Lewis and Clark were explorers. With the endorsement of Thomas Jefferson and more than a little luck, they carved a path from one ocean to another and back again. The long, dusty journey of American folk music follows a similar trail: sweeping across decades and geography from the mountains of Appalachia to the California coast. Follow it for a while and you’ll notice forks --- from the wide road marked out by Bob Dylan and paved over by Peter, Paul and Mary and The Byrds; to tiny, unmarked paths leading up to the caves of strange, bearded hermits who go by the names Bonnie ‘Prince’ Billy or Iron & Wine. Take the trail all the way to the end, and you’ll catch up with a new, unheralded expedition blazing away. Their name? Lewis & Clarke.

Ampersand and extra “e” aside, Lewis & Clarke share their namesake’s fascination with observing and recording the fruits of their travels. Their debut, Bare Bones And Branches, follows the path left by nomadic searchers like Elliott Smith and Bonnie ‘Prince’ Billy’s Will Oldham, confident enough to muddy the footprints along the way. Somewhere along the line, the party (which consists of singer-guitarist Lou Rogai and his friends and family) stumbled upon the moody, atmospheric terrain rediscovered most recently by the Court And Spark and Oldham’s Ease Down the Road, and so Lewis & Clarke’s debut emerges from the forest lush and fleshed out.

Like their predecessors, Lewis & Clarke present a detailed log of their trek. Every nook and cranny of Bare Bones And Branches is inscribed with another guitar lick or effortlessly busy percussion. A Hammond organ adds texture to the title track’s picked guitars, which enter with familiar chords. “You know I will let you in,” Rogai assures with his thoughtful, unpolished voice. Falling somewhere between Smith’s longing high notes and Oldham’s idiosyncrasies, he already sings with a hint of the wavering rawness attained from too many nights on the road. The song’s coda finds him playing a vocal call-and-response with himself, one of the album’s many solo duets. He does so most harmonically on the sparse “Dead And Gone,” whose briskly strummed chords are just a whole step away from Smith’s “Angeles” (capo 3, capo 5), especially with the accompaniment of a lone organ tone. Elsewhere, “Bathtime Blues” offers a morbidly funny title for a plainspoken portrait of suicidal depression, with sympathy in metaphors: “You’re my broken record, skipping past the good parts / you’re the wound I could not heal.”

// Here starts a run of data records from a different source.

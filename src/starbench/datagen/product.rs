//! Product dimension generator with SCD Type 2 history
//!
//! Builds the initial catalog, then replays a Poisson-like number of
//! versioning events per product over the date range. Every event closes
//! the prior version's half-open interval and opens a new one with a fresh
//! surrogate key; the final open interval is the current version. History
//! is append-only: no version row is ever edited after it is pushed.

use crate::starbench::config::GenerateConfig;
use crate::starbench::model::{ProductVersionRow, SENTINEL_EXPIRATION};
use chrono::{Duration, NaiveDate};
use rand::prelude::*;
use rand::rngs::StdRng;

const CATEGORIES: [(&str, [&str; 4]); 5] = [
    (
        "Electronics",
        ["Smartphones", "Laptops", "Tablets", "Accessories"],
    ),
    ("Clothing", ["Mens", "Womens", "Kids", "Accessories"]),
    ("Home & Garden", ["Furniture", "Decor", "Kitchen", "Outdoor"]),
    ("Sports", ["Equipment", "Apparel", "Footwear", "Accessories"]),
    ("Books", ["Fiction", "Non-Fiction", "Educational", "Comics"]),
];

const BRANDS: [&str; 7] = [
    "BrandA", "BrandB", "BrandC", "BrandD", "BrandE", "BrandF", "BrandG",
];

const COLORS: [&str; 10] = [
    "Teal", "Crimson", "Slate", "Amber", "Ivory", "Onyx", "Coral", "Sage", "Indigo", "Pearl",
];

/// Generate all product version rows, ordered by business identity then
/// effective date. Surrogate keys are dense and never reused.
pub fn generate(rng: &mut StdRng, cfg: &GenerateConfig) -> Vec<ProductVersionRow> {
    let mut rows = Vec::new();
    let mut product_key = 1i64;

    for product_idx in 0..cfg.num_products {
        let product_id = format!("PROD-{:05}", product_idx + 1);
        let (category, subcategories) = CATEGORIES[rng.gen_range(0..CATEGORIES.len())];
        let subcategory = subcategories[rng.gen_range(0..subcategories.len())];
        let brand = BRANDS[rng.gen_range(0..BRANDS.len())];
        let color = COLORS[rng.gen_range(0..COLORS.len())];
        let product_name = format!("{} {} {}", brand, subcategory, color);

        let mut unit_cost_cents = rng.gen_range(500..=20_000);
        let mut unit_price_cents = markup(unit_cost_cents, rng);

        let event_dates = sample_event_dates(rng, cfg);

        let mut effective = cfg.start_date;
        for event_date in &event_dates {
            rows.push(ProductVersionRow {
                product_key,
                product_id: product_id.clone(),
                product_name: product_name.clone(),
                category: category.to_string(),
                subcategory: subcategory.to_string(),
                brand: brand.to_string(),
                unit_cost_cents,
                unit_price_cents,
                effective_date: effective,
                expiration_date: *event_date,
                is_current: false,
            });
            product_key += 1;

            // Reprice +/-20%; cost follows from the new price so the
            // catalog margin stays positive.
            unit_price_cents =
                ((unit_price_cents as f64) * rng.gen_range(0.8..1.2)).round() as i64;
            unit_price_cents = unit_price_cents.max(100);
            unit_cost_cents =
                ((unit_price_cents as f64) / rng.gen_range(1.3..2.5)).round() as i64;
            effective = *event_date;
        }

        rows.push(ProductVersionRow {
            product_key,
            product_id,
            product_name,
            category: category.to_string(),
            subcategory: subcategory.to_string(),
            brand: brand.to_string(),
            unit_cost_cents,
            unit_price_cents,
            effective_date: effective,
            expiration_date: SENTINEL_EXPIRATION,
            is_current: true,
        });
        product_key += 1;
    }

    rows
}

/// Sorted, distinct event dates strictly inside (start, end)
fn sample_event_dates(rng: &mut StdRng, cfg: &GenerateConfig) -> Vec<NaiveDate> {
    let lambda = cfg.change_rate * cfg.max_version_events as f64;
    let count = poisson_truncated(rng, lambda, cfg.max_version_events);

    let span_days = (cfg.end_date - cfg.start_date).num_days();
    if count == 0 || span_days < 2 {
        return Vec::new();
    }
    // The rejection loop below needs `count` distinct offsets to exist;
    // short ranges cap the event count instead of spinning.
    let available = (span_days - 1).min(u32::MAX as i64) as u32;
    let count = count.min(available);

    let mut dates = Vec::with_capacity(count as usize);
    while dates.len() < count as usize {
        let offset = rng.gen_range(1..span_days);
        let date = cfg.start_date + Duration::days(offset);
        if !dates.contains(&date) {
            dates.push(date);
        }
    }
    dates.sort_unstable();
    dates
}

/// Poisson sample by inversion, truncated at `max`
fn poisson_truncated(rng: &mut StdRng, lambda: f64, max: u32) -> u32 {
    if lambda <= 0.0 || max == 0 {
        return 0;
    }
    let u: f64 = rng.gen();
    let mut p = (-lambda).exp();
    let mut cumulative = p;
    let mut k = 0u32;
    while u > cumulative && k < max {
        k += 1;
        p *= lambda / k as f64;
        cumulative += p;
    }
    k
}

fn markup(cost_cents: i64, rng: &mut StdRng) -> i64 {
    ((cost_cents as f64) * rng.gen_range(1.3..2.5)).round() as i64
}

#[cfg(test)]
mod tests {
    use super::*;
    use crate::starbench::rng::{StreamId, StreamManager};
    use std::collections::HashMap;

    fn gen_rows(cfg: &GenerateConfig) -> Vec<ProductVersionRow> {
        let mut rng = StreamManager::new(cfg.seed).derive(StreamId::Product);
        generate(&mut rng, cfg)
    }

    fn by_identity(rows: &[ProductVersionRow]) -> HashMap<&str, Vec<&ProductVersionRow>> {
        let mut map: HashMap<&str, Vec<&ProductVersionRow>> = HashMap::new();
        for row in rows {
            map.entry(row.product_id.as_str()).or_default().push(row);
        }
        map
    }

    #[test]
    fn test_intervals_tile_the_range() {
        let cfg = GenerateConfig::default();
        let rows = gen_rows(&cfg);

        for (product_id, versions) in by_identity(&rows) {
            assert_eq!(
                versions[0].effective_date, cfg.start_date,
                "{} first version must start at range start",
                product_id
            );
            for pair in versions.windows(2) {
                assert_eq!(
                    pair[0].expiration_date, pair[1].effective_date,
                    "{} intervals must be contiguous",
                    product_id
                );
                assert!(pair[0].effective_date < pair[0].expiration_date);
            }
            let current: Vec<_> = versions.iter().filter(|v| v.is_current).collect();
            assert_eq!(current.len(), 1, "{} must have one current version", product_id);
            assert_eq!(current[0].expiration_date, SENTINEL_EXPIRATION);
        }
    }

    #[test]
    fn test_surrogate_keys_dense_and_unique() {
        let rows = gen_rows(&GenerateConfig::default());
        for (i, row) in rows.iter().enumerate() {
            assert_eq!(row.product_key, i as i64 + 1);
        }
    }

    #[test]
    fn test_two_events_produce_three_versions() {
        // Force exactly two events for each product by driving lambda high
        // enough that the truncated Poisson saturates.
        let mut cfg = GenerateConfig::default();
        cfg.num_products = 20;
        cfg.change_rate = 1.0;
        cfg.max_version_events = 2;

        let mut rng = StreamManager::new(42).derive(StreamId::Product);
        let mut saturated = 0;
        for _ in 0..200 {
            if poisson_truncated(&mut rng, 2.0, 2) == 2 {
                saturated += 1;
            }
        }
        assert!(saturated > 0);

        let rows = gen_rows(&cfg);
        let groups = by_identity(&rows);
        let three_version_products: Vec<_> = groups
            .values()
            .filter(|versions| versions.len() == 3)
            .collect();
        assert!(!three_version_products.is_empty());

        for versions in three_version_products {
            assert_eq!(versions[0].effective_date, cfg.start_date);
            assert_eq!(versions[0].expiration_date, versions[1].effective_date);
            assert_eq!(versions[1].expiration_date, versions[2].effective_date);
            assert_eq!(versions[2].expiration_date, SENTINEL_EXPIRATION);
            assert!(versions[2].is_current);
            assert!(!versions[0].is_current && !versions[1].is_current);
        }
    }

    #[test]
    fn test_short_range_terminates_and_caps_events() {
        // A 2-day span offers exactly one interior event date; the sampled
        // event count must clamp to it instead of looping for more.
        let mut cfg = GenerateConfig::default();
        cfg.num_products = 1_000;
        cfg.start_date = NaiveDate::from_ymd_opt(2022, 1, 1).unwrap();
        cfg.end_date = NaiveDate::from_ymd_opt(2022, 1, 3).unwrap();
        cfg.validate().unwrap();

        let rows = gen_rows(&cfg);
        let groups = by_identity(&rows);
        assert_eq!(groups.len(), 1_000);
        for (product_id, versions) in groups {
            assert!(
                versions.len() <= 2,
                "{} has {} versions in a 2-day span",
                product_id,
                versions.len()
            );
        }
    }

    #[test]
    fn test_one_day_range_yields_single_versions() {
        let mut cfg = GenerateConfig::default();
        cfg.num_products = 50;
        cfg.end_date = cfg.start_date;
        cfg.validate().unwrap();

        let rows = gen_rows(&cfg);
        assert_eq!(rows.len(), 50);
        assert!(rows.iter().all(|r| r.is_current));
    }

    #[test]
    fn test_zero_change_rate_yields_single_versions() {
        let mut cfg = GenerateConfig::default();
        cfg.change_rate = 0.0;
        let rows = gen_rows(&cfg);
        assert_eq!(rows.len(), cfg.num_products);
        assert!(rows.iter().all(|r| r.is_current));
    }

    #[test]
    fn test_catalog_margin_positive() {
        let rows = gen_rows(&GenerateConfig::default());
        for row in &rows {
            assert!(
                row.unit_cost_cents < row.unit_price_cents,
                "{} v{} catalog cost must stay below price",
                row.product_id,
                row.product_key
            );
        }
    }

    #[test]
    fn test_deterministic_per_seed() {
        let cfg = GenerateConfig::default();
        assert_eq!(gen_rows(&cfg), gen_rows(&cfg));
    }
}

With the first leg of their voyage complete, the band has already penciled in a worthy addition to the folk music map. The songs are stretched to their fullest extents, occasionally meandering through long instrumentals as if to make sure nothing was missed along the way. Expeditions are always subject to wrong turns and missteps, but Bare Bones And Branches rarely strays. After their round trip, Lewis and Clark, explorers, returned home exhausted. For Lewis & Clarke, musicians, it sounds like they’re just getting started.